§ **Recorded data**
▼▼▼

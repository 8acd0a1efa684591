//! Row-parallel in-place application of a saturation engine.
//!
//! Rows are independent: no pixel reads its neighbors, and
//! `par_chunks_mut` hands every worker a disjoint row slice, so the only
//! mutable resource is partitioned without locks. The cancellation token is
//! polled once per row, not per pixel - that bounds cancellation latency to
//! one row's work while keeping the poll off the per-pixel path.
//!
//! Cancellation is an outcome, not a failure: the caller gets
//! [`OpsError::Cancelled`] instead of a silently partial image. Rows that
//! had already started may be finished or untouched, but no row is ever
//! left half-written.

use rayon::prelude::*;
use tracing::trace;

use vibrance_color::SaturationEngine;
use vibrance_core::{CancelToken, PixelBuffer};

use crate::{OpsError, OpsResult};

/// Applies `engine` to every pixel of `image` in place.
///
/// An identity engine (gain 0) returns immediately without touching the
/// buffer - callers that want to skip even the scheduling overhead can
/// check [`SaturationEngine::is_identity`] themselves.
///
/// # Errors
///
/// Returns [`OpsError::Cancelled`] if `token` is raised before the run
/// completes; the buffer contents are then unspecified (each row is either
/// fully transformed or untouched) and should be discarded.
pub fn apply(
    image: &mut PixelBuffer,
    engine: &SaturationEngine,
    token: &CancelToken,
) -> OpsResult<()> {
    if engine.is_identity() || image.is_empty() {
        return Ok(());
    }
    trace!(
        width = image.width(),
        height = image.height(),
        "pipeline::apply"
    );

    let row_len = image.row_len();
    image
        .data_mut()
        .par_chunks_mut(row_len)
        .try_for_each(|row| {
            if token.is_cancelled() {
                return Err(OpsError::Cancelled);
            }
            for px in row.chunks_exact_mut(PixelBuffer::CHANNELS) {
                let out = engine.apply_pixel([px[0], px[1], px[2], px[3]]);
                px.copy_from_slice(&out);
            }
            Ok(())
        })
}
//! # vibrance-io
//!
//! Image I/O for the saturation pipeline.
//!
//! Decoding goes through the `image` crate into the shared
//! [`vibrance_core::PixelBuffer`] (f32 RGBA), remembering whether the
//! source carried alpha and 16-bit depth so a matching output encoding can
//! be picked. Encoding is a fixed table of named save formats - the same
//! closed-enum-table shape as the color-space registry - each mapping to a
//! concrete codec configuration.
//!
//! # Example
//!
//! ```rust,ignore
//! use vibrance_io::{read, SaveFormat, output_path};
//!
//! let loaded = read("input.png")?;
//! let format = SaveFormat::default_for(loaded.has_alpha, loaded.sixteen_bit);
//! let out = output_path("input.png".as_ref(), format.extension())?;
//! format.save(&out, &loaded.buffer)?;
//! ```

#![warn(missing_docs)]
#![warn(rustdoc::missing_crate_level_docs)]

mod error;
mod read;
mod save;

pub use error::{IoError, IoResult};
pub use read::{LoadedImage, read};
pub use save::{SaveFormat, output_path};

▲▲▲

§ **TASK STATEMENT**
In the records above, find every line with the word "OpsError" and copy it.

§ **ANSWER BOX**
//! [`OpsError::Cancelled`] instead of a silently partial image. Rows that
use crate::{OpsError, OpsResult};
/// Returns [`OpsError::Cancelled`] if `token` is raised before the run
                return Err(OpsError::Cancelled);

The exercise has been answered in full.